(Material provided)

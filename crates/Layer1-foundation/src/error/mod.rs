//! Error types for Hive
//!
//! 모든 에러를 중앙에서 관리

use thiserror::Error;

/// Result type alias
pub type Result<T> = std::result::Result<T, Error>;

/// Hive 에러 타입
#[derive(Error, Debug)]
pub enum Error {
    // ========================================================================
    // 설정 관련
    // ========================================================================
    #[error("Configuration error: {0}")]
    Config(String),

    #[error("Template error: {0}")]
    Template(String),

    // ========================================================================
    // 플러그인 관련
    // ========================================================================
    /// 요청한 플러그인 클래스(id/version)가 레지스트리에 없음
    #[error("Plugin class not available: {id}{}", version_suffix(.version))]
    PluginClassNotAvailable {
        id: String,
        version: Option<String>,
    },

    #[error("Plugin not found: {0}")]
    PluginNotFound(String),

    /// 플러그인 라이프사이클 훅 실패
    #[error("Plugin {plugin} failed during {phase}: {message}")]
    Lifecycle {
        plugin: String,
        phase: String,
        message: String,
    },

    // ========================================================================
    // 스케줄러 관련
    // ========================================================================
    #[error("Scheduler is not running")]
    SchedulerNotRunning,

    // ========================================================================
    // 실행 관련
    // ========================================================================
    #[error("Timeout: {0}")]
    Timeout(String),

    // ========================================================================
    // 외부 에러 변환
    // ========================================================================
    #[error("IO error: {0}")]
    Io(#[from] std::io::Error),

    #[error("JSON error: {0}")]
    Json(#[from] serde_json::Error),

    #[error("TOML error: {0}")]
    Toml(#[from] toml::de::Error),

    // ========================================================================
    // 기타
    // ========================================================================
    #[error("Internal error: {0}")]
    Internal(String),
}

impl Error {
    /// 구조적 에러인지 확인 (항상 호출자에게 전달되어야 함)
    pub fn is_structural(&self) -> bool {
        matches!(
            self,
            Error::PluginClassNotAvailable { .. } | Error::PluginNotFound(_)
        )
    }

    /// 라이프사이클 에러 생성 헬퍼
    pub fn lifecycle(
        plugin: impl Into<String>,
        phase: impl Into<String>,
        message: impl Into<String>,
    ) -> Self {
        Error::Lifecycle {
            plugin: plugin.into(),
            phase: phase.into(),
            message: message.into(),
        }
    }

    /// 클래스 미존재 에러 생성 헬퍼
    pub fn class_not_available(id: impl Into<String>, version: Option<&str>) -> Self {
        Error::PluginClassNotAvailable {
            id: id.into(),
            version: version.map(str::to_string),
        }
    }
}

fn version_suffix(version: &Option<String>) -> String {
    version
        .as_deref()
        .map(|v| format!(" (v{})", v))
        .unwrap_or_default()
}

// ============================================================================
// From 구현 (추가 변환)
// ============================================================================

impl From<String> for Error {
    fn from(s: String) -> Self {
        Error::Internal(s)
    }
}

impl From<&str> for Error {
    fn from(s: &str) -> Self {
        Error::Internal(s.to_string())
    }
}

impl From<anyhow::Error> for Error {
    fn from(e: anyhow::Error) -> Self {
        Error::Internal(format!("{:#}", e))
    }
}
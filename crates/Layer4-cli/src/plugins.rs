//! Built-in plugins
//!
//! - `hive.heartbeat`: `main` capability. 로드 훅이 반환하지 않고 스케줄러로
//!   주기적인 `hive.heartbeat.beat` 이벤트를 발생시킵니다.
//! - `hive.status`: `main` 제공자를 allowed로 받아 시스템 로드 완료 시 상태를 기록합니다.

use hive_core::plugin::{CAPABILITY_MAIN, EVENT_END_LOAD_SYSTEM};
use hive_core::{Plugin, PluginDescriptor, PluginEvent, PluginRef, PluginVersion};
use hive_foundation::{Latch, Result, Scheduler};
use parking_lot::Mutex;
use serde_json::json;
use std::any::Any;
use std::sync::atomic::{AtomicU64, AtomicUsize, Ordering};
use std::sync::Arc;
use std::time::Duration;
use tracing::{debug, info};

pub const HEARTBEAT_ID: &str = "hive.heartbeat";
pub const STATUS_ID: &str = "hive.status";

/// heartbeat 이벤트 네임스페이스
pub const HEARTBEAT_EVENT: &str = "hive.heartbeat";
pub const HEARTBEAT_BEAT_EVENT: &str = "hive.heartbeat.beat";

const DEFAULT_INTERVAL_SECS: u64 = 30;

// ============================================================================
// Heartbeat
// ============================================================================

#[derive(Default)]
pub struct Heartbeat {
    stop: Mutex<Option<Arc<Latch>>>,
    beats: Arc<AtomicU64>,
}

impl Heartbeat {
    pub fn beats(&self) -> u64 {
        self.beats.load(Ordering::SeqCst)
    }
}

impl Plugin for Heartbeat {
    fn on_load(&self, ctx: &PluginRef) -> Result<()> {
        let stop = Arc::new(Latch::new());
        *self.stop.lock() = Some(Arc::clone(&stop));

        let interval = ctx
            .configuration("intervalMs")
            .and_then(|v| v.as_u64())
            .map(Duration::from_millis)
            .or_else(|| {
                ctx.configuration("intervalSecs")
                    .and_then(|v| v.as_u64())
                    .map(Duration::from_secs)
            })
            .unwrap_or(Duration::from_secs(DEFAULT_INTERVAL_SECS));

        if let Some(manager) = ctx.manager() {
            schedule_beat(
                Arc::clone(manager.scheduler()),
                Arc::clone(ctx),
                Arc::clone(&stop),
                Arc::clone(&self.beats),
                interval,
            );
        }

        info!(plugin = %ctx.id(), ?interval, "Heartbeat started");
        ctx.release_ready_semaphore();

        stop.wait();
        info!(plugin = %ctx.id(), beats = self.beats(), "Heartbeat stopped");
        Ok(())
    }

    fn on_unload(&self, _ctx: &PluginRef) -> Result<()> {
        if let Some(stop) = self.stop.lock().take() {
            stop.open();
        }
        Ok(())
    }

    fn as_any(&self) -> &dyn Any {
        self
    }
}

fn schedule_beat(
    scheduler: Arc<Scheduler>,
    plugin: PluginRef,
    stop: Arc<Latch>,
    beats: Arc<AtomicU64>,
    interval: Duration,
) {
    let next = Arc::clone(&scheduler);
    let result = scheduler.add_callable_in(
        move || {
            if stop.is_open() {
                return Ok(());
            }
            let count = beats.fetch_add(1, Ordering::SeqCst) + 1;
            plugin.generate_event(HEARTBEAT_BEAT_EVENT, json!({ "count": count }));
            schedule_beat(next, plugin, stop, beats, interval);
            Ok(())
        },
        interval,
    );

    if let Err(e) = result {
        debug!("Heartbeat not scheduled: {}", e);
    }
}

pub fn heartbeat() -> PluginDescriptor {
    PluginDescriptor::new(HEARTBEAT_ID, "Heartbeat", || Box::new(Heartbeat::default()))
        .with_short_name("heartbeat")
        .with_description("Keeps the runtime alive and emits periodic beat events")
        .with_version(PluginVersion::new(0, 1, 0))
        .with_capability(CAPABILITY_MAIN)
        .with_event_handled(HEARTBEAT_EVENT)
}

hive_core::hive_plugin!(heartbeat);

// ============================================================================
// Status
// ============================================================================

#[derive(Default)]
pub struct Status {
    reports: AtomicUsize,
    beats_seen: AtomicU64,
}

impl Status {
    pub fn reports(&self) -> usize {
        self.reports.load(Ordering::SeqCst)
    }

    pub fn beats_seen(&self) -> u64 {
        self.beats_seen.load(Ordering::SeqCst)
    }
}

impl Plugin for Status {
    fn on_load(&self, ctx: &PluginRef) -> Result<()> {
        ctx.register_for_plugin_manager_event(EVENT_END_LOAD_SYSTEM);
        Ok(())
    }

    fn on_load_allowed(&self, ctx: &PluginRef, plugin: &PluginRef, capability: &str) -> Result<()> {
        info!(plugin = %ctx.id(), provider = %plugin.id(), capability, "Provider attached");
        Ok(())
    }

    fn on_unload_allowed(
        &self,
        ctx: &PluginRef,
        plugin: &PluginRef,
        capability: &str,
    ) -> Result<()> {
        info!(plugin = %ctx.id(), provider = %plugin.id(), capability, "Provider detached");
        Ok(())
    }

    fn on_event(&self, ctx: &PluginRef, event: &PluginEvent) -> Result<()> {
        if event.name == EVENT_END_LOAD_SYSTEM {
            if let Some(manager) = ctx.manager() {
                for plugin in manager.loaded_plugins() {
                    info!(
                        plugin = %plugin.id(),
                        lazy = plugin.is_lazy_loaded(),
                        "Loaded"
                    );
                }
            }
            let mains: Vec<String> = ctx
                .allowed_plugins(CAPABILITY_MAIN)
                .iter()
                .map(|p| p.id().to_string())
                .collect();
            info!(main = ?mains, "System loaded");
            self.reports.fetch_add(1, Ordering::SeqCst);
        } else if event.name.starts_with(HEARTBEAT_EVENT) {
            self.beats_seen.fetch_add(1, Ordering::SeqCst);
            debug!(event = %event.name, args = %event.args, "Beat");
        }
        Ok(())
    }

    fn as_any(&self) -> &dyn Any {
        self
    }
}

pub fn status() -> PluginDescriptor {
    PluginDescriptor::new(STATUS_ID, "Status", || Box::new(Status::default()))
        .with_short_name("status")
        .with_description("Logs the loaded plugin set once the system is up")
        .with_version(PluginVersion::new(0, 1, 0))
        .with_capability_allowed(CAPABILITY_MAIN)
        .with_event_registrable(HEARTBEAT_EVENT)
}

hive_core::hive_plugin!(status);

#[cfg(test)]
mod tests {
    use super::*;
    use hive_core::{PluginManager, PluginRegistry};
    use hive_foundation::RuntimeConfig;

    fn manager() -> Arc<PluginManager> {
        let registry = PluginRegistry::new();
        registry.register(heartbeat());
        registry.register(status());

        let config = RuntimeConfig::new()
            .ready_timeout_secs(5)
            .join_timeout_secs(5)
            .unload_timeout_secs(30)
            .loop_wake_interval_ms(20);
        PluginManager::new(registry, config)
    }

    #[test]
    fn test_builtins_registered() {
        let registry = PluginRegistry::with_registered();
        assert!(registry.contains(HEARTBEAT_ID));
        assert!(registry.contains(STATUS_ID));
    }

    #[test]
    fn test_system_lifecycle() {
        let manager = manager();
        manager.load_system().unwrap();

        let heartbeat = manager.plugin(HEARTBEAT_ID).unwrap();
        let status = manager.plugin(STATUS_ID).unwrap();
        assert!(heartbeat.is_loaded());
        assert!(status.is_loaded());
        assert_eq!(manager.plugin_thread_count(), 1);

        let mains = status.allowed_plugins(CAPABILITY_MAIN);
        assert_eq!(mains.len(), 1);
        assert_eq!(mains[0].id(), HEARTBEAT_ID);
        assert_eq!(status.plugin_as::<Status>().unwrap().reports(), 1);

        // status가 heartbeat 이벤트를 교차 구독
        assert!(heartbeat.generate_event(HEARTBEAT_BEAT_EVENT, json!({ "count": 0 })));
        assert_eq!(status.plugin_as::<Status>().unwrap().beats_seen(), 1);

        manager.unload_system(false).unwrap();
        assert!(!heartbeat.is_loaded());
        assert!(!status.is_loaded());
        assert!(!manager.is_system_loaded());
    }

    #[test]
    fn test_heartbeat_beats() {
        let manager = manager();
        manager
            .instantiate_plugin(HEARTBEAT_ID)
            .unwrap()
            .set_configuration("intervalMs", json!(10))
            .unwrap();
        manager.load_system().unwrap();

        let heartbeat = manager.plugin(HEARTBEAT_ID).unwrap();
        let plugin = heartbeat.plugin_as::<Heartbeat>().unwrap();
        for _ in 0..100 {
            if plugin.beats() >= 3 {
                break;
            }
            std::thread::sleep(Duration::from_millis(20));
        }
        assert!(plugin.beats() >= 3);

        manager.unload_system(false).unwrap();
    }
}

(End Material provided)

Action item:
Scan the data above and copy each line containing the word "Provider".

Answer to the problem:
        info!(plugin = %ctx.id(), provider = %plugin.id(), capability, "Provider attached");
        info!(plugin = %ctx.id(), provider = %plugin.id(), capability, "Provider detached");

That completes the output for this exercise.